Al via il restauro del portale della Luna a San Giovanni in Venere

La testa della Madonnina, incastonata in uno degli antichi altorilievi in pietra del Portale della Luna dell’abbazia di San Giovanni in Venere, sarà rimessa al proprio posto in questi giorni grazie ad un attento lavoro di restauro e ripulitura, eseguito dai tecnici dalla Soprintendenza ai Monumenti dell’Abruzzo, che sta interessando l’intero complesso scultoreo. Dopo oltre otto anni dalla vandalica “decapitazione” si potrà quindi ammirare nuovamente l’opera d’arte, ripulita e ristrutturata nella sua interezza, grazie ad un finanziamento concesso dalla Fondazione della Cassa di Risparmio della Provincia di Chieti.

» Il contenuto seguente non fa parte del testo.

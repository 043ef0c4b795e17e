//! Spoken-word lexicons for voice form input
//!
//! Static per-language tables mapping spoken tokens to canonical tokens:
//! number words to digit strings, month names to two-digit month codes and
//! state-name variants to machine-readable state codes. Keys are lower-case;
//! matching is case-insensitive. Tables are built once and never mutated.

use lazy_static::lazy_static;
use regex::{NoExpand, Regex};

use crate::language::Language;

/// A `(spoken token, canonical token)` pair.
pub type LexiconEntry = (&'static str, &'static str);

const ENGLISH_NUMBER_WORDS: &[LexiconEntry] = &[
    ("zero", "0"), ("one", "1"), ("two", "2"), ("three", "3"), ("four", "4"),
    ("five", "5"), ("six", "6"), ("seven", "7"), ("eight", "8"), ("nine", "9"),
    ("ten", "10"), ("eleven", "11"), ("twelve", "12"), ("thirteen", "13"),
    ("fourteen", "14"), ("fifteen", "15"), ("sixteen", "16"), ("seventeen", "17"),
    ("eighteen", "18"), ("nineteen", "19"), ("twenty", "20"), ("thirty", "30"),
    ("forty", "40"), ("fifty", "50"), ("sixty", "60"), ("seventy", "70"),
    ("eighty", "80"), ("ninety", "90"), ("hundred", "00"), ("thousand", "000"),
    ("lakh", "00000"), ("crore", "0000000"),
];

// Nukta letters appear both precomposed and as base + U+093C depending on the recognizer.
const HINDI_NUMBER_WORDS: &[LexiconEntry] = &[
    ("शून्य", "0"), ("एक", "1"), ("दो", "2"), ("तीन", "3"), ("चार", "4"),
    ("पांच", "5"), ("पाँच", "5"), ("छह", "6"), ("छः", "6"), ("सात", "7"),
    ("आठ", "8"), ("नौ", "9"), ("दस", "10"), ("ग्यारह", "11"), ("बारह", "12"),
    ("तेरह", "13"), ("चौदह", "14"), ("पंद्रह", "15"), ("सोलह", "16"),
    ("सत्रह", "17"), ("अठारह", "18"), ("उन्नीस", "19"), ("बीस", "20"),
    ("तीस", "30"), ("चालीस", "40"), ("पचास", "50"), ("साठ", "60"),
    ("सत्तर", "70"), ("अस्सी", "80"), ("नब्बे", "90"), ("सौ", "00"),
    ("हजार", "000"), ("हज\u{091C}\u{093C}ार", "000"), ("हज\u{095B}ार", "000"),
    ("लाख", "00000"), ("करो\u{0921}\u{093C}", "0000000"), ("करो\u{095C}", "0000000"),
];

const ENGLISH_MONTH_NAMES: &[LexiconEntry] = &[
    ("january", "01"), ("jan", "01"),
    ("february", "02"), ("feb", "02"),
    ("march", "03"), ("mar", "03"),
    ("april", "04"), ("apr", "04"),
    ("may", "05"),
    ("june", "06"), ("jun", "06"),
    ("july", "07"), ("jul", "07"),
    ("august", "08"), ("aug", "08"),
    ("september", "09"), ("sept", "09"), ("sep", "09"),
    ("october", "10"), ("oct", "10"),
    ("november", "11"), ("nov", "11"),
    ("december", "12"), ("dec", "12"),
];

const HINDI_MONTH_NAMES: &[LexiconEntry] = &[
    ("जनवरी", "01"),
    ("फरवरी", "02"), ("फ\u{093C}रवरी", "02"), ("\u{095E}रवरी", "02"),
    ("मार्च", "03"),
    ("अप्रैल", "04"), ("अप्रेल", "04"),
    ("मई", "05"),
    ("जून", "06"),
    ("जुलाई", "07"),
    ("अगस्त", "08"),
    ("सितंबर", "09"), ("सितम्बर", "09"),
    ("अक्टूबर", "10"), ("अक्तूबर", "10"),
    ("नवंबर", "11"), ("नवम्बर", "11"),
    ("दिसंबर", "12"), ("दिसम्बर", "12"),
];

const ENGLISH_STATE_NAMES: &[LexiconEntry] = &[
    ("andhra pradesh", "andhra-pradesh"),
    ("arunachal pradesh", "arunachal-pradesh"),
    ("assam", "assam"),
    ("bihar", "bihar"),
    ("chhattisgarh", "chhattisgarh"),
    ("chattisgarh", "chhattisgarh"),
    ("goa", "goa"),
    ("gujarat", "gujarat"),
    ("haryana", "haryana"),
    ("himachal pradesh", "himachal-pradesh"),
    ("hp", "himachal-pradesh"),
    ("jharkhand", "jharkhand"),
    ("karnataka", "karnataka"),
    ("kerala", "kerala"),
    ("madhya pradesh", "madhya-pradesh"),
    ("mp", "madhya-pradesh"),
    ("maharashtra", "maharashtra"),
    ("manipur", "manipur"),
    ("meghalaya", "meghalaya"),
    ("mizoram", "mizoram"),
    ("nagaland", "nagaland"),
    ("odisha", "odisha"),
    ("orissa", "odisha"),
    ("punjab", "punjab"),
    ("rajasthan", "rajasthan"),
    ("sikkim", "sikkim"),
    ("tamil nadu", "tamil-nadu"),
    ("tamilnadu", "tamil-nadu"),
    ("telangana", "telangana"),
    ("tripura", "tripura"),
    ("uttar pradesh", "uttar-pradesh"),
    ("up", "uttar-pradesh"),
    ("uttarakhand", "uttarakhand"),
    ("uttaranchal", "uttarakhand"),
    ("west bengal", "west-bengal"),
    ("delhi", "delhi"),
    ("new delhi", "delhi"),
    ("jammu and kashmir", "jammu-kashmir"),
    ("jammu kashmir", "jammu-kashmir"),
    ("ladakh", "ladakh"),
    ("puducherry", "puducherry"),
    ("pondicherry", "puducherry"),
    ("chandigarh", "chandigarh"),
    ("andaman and nicobar islands", "andaman-nicobar"),
    ("andaman and nicobar", "andaman-nicobar"),
    ("lakshadweep", "lakshadweep"),
    ("dadra and nagar haveli", "dadra-nagar-haveli-daman-diu"),
    ("daman and diu", "dadra-nagar-haveli-daman-diu"),
];

const HINDI_STATE_NAMES: &[LexiconEntry] = &[
    ("आंध्र प्रदेश", "andhra-pradesh"),
    ("अरुणाचल प्रदेश", "arunachal-pradesh"),
    ("असम", "assam"),
    ("बिहार", "bihar"),
    ("छत्तीसग\u{0922}\u{093C}", "chhattisgarh"),
    ("छत्तीसग\u{095D}", "chhattisgarh"),
    ("गोवा", "goa"),
    ("गुजरात", "gujarat"),
    ("हरियाणा", "haryana"),
    ("हिमाचल प्रदेश", "himachal-pradesh"),
    ("झारखंड", "jharkhand"),
    ("झारखण्ड", "jharkhand"),
    ("कर्नाटक", "karnataka"),
    ("केरल", "kerala"),
    ("मध्य प्रदेश", "madhya-pradesh"),
    ("एमपी", "madhya-pradesh"),
    ("महाराष्ट्र", "maharashtra"),
    ("मणिपुर", "manipur"),
    ("मेघालय", "meghalaya"),
    ("मिजोरम", "mizoram"),
    ("मि\u{091C}\u{093C}ोरम", "mizoram"),
    ("नागालैंड", "nagaland"),
    ("ओडिशा", "odisha"),
    ("उ\u{0921}\u{093C}ीसा", "odisha"),
    ("उ\u{095C}ीसा", "odisha"),
    ("पंजाब", "punjab"),
    ("राजस्थान", "rajasthan"),
    ("सिक्किम", "sikkim"),
    ("तमिलनाडु", "tamil-nadu"),
    ("तमिल नाडु", "tamil-nadu"),
    ("तेलंगाना", "telangana"),
    ("त्रिपुरा", "tripura"),
    ("उत्तर प्रदेश", "uttar-pradesh"),
    ("यूपी", "uttar-pradesh"),
    ("उत्तराखंड", "uttarakhand"),
    ("उत्तराखण्ड", "uttarakhand"),
    ("पश्चिम बंगाल", "west-bengal"),
    ("दिल्ली", "delhi"),
    ("जम्मू और कश्मीर", "jammu-kashmir"),
    ("जम्मू कश्मीर", "jammu-kashmir"),
    ("लद्दाख", "ladakh"),
    ("पुडुचेरी", "puducherry"),
    ("चंडीग\u{0922}\u{093C}", "chandigarh"),
    ("चंडीग\u{095D}", "chandigarh"),
    ("अंडमान और निकोबार", "andaman-nicobar"),
    ("लक्षद्वीप", "lakshadweep"),
    ("दादरा और नगर हवेली", "dadra-nagar-haveli-daman-diu"),
    ("दमन और दीव", "dadra-nagar-haveli-daman-diu"),
];

/// Whole-word, case-insensitive substitution of one lexicon entry.
struct WordRule {
    pattern: Regex,
    canonical: &'static str,
}

fn compile_rules(entries: &'static [LexiconEntry]) -> Vec<WordRule> {
    // Escaped literals always compile; filter_map only satisfies the type.
    entries
        .iter()
        .filter_map(|&(spoken, canonical)| {
            Regex::new(&format!(r"(?i)\b{}\b", regex::escape(spoken)))
                .ok()
                .map(|pattern| WordRule { pattern, canonical })
        })
        .collect()
}

/// Longest key first; the stable sort keeps table order among equal lengths.
fn containment_order(entries: &'static [LexiconEntry]) -> Vec<LexiconEntry> {
    let mut ordered = entries.to_vec();
    ordered.sort_by_key(|(spoken, _)| std::cmp::Reverse(spoken.chars().count()));
    ordered
}

lazy_static! {
    static ref ENGLISH_NUMBER_RULES: Vec<WordRule> = compile_rules(ENGLISH_NUMBER_WORDS);
    static ref HINDI_NUMBER_RULES: Vec<WordRule> = compile_rules(HINDI_NUMBER_WORDS);
    static ref ENGLISH_MONTH_RULES: Vec<WordRule> = compile_rules(ENGLISH_MONTH_NAMES);
    static ref HINDI_MONTH_RULES: Vec<WordRule> = compile_rules(HINDI_MONTH_NAMES);
    static ref ENGLISH_STATE_CONTAINMENT: Vec<LexiconEntry> = containment_order(ENGLISH_STATE_NAMES);
    static ref HINDI_STATE_CONTAINMENT: Vec<LexiconEntry> = containment_order(HINDI_STATE_NAMES);
}

/// Per-language lexicon lookups.
pub struct Lexicon;

impl Lexicon {
    pub fn number_words(language: Language) -> &'static [LexiconEntry] {
        match language {
            Language::English => ENGLISH_NUMBER_WORDS,
            Language::Hindi => HINDI_NUMBER_WORDS,
        }
    }

    pub fn month_names(language: Language) -> &'static [LexiconEntry] {
        match language {
            Language::English => ENGLISH_MONTH_NAMES,
            Language::Hindi => HINDI_MONTH_NAMES,
        }
    }

    pub fn state_names(language: Language) -> &'static [LexiconEntry] {
        match language {
            Language::English => ENGLISH_STATE_NAMES,
            Language::Hindi => HINDI_STATE_NAMES,
        }
    }

    /// Replace every whole-word number word with its digit string.
    pub fn substitute_numbers(text: &str, language: Language) -> String {
        let rules: &[WordRule] = match language {
            Language::English => &ENGLISH_NUMBER_RULES,
            Language::Hindi => &HINDI_NUMBER_RULES,
        };
        substitute(text, rules)
    }

    /// Replace every whole-word month name with its two-digit month code.
    pub fn substitute_months(text: &str, language: Language) -> String {
        let rules: &[WordRule] = match language {
            Language::English => &ENGLISH_MONTH_RULES,
            Language::Hindi => &HINDI_MONTH_RULES,
        };
        substitute(text, rules)
    }

    /// State entries ordered for partial matching: longest spoken key first.
    pub fn state_containment_order(language: Language) -> &'static [LexiconEntry] {
        match language {
            Language::English => &ENGLISH_STATE_CONTAINMENT,
            Language::Hindi => &HINDI_STATE_CONTAINMENT,
        }
    }

    /// Whether `code` is one of the canonical state codes.
    pub fn is_state_code(code: &str) -> bool {
        ENGLISH_STATE_NAMES
            .iter()
            .chain(HINDI_STATE_NAMES)
            .any(|&(_, canonical)| canonical == code)
    }
}

fn substitute(text: &str, rules: &[WordRule]) -> String {
    let mut result = text.to_string();
    for rule in rules {
        if rule.pattern.is_match(&result) {
            result = rule.pattern.replace_all(&result, NoExpand(rule.canonical)).into_owned();
        }
    }
    result
}

#[cfg(test)]
mod tests {
    use super::*;

    #[test]
    fn test_every_rule_compiles() {
        assert_eq!(ENGLISH_NUMBER_RULES.len(), ENGLISH_NUMBER_WORDS.len());
        assert_eq!(HINDI_NUMBER_RULES.len(), HINDI_NUMBER_WORDS.len());
        assert_eq!(ENGLISH_MONTH_RULES.len(), ENGLISH_MONTH_NAMES.len());
        assert_eq!(HINDI_MONTH_RULES.len(), HINDI_MONTH_NAMES.len());
    }

    #[test]
    fn test_keys_are_lowercase() {
        for language in Language::ALL {
            for table in [
                Lexicon::number_words(language),
                Lexicon::month_names(language),
                Lexicon::state_names(language),
            ] {
                for (spoken, _) in table {
                    assert_eq!(*spoken, spoken.to_lowercase());
                }
            }
        }
    }

    #[test]
    fn test_number_substitution_is_whole_word() {
        assert_eq!(Lexicon::substitute_numbers("seventeen", Language::English), "17");
        assert_eq!(Lexicon::substitute_numbers("someone", Language::English), "someone");
        assert_eq!(Lexicon::substitute_numbers("one ONE one", Language::English), "1 1 1");
    }

    #[test]
    fn test_hindi_substitution_respects_devanagari_boundaries() {
        assert_eq!(Lexicon::substitute_numbers("एक दो तीन", Language::Hindi), "1 2 3");
        // "दोनों" contains "दो" but is a different word
        assert_eq!(Lexicon::substitute_numbers("दोनों", Language::Hindi), "दोनों");
    }

    #[test]
    fn test_month_substitution() {
        assert_eq!(Lexicon::substitute_months("15 march 1990", Language::English), "15 03 1990");
        assert_eq!(Lexicon::substitute_months("1 Sept 2001", Language::English), "1 09 2001");
        assert_eq!(Lexicon::substitute_months("5 मई 1985", Language::Hindi), "5 05 1985");
    }

    #[test]
    fn test_containment_order_is_longest_first() {
        let order = Lexicon::state_containment_order(Language::English);
        let lengths: Vec<usize> = order.iter().map(|(k, _)| k.chars().count()).collect();
        assert!(lengths.windows(2).all(|w| w[0] >= w[1]));
        assert_eq!(order.len(), ENGLISH_STATE_NAMES.len());
    }

    #[test]
    fn test_state_codes() {
        assert!(Lexicon::is_state_code("uttar-pradesh"));
        assert!(Lexicon::is_state_code("odisha"));
        assert!(!Lexicon::is_state_code("orissa"));
    }
}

L’atto di teppismo, come molti ricorderanno, fu compiuto agli inizi del mese di maggio del 2003. Il frammento scultoreo fu ritrovato casualmente sei anni dopo da un operaio del Comune di Fossacesia, nel corso di una normale pulizia della vegetazione che circonda l’antico monastero benedettino, e custodita presso la locale caserma dei carabinieri. Il pregevole ciclo scultoreo (realizzato tra il 1180 e il 1200 da artisti provenienti dalla Puglia) riproduce l’incontro di Maria con santa Elisabetta, entrambe incinte, che si abbracciano teneramente.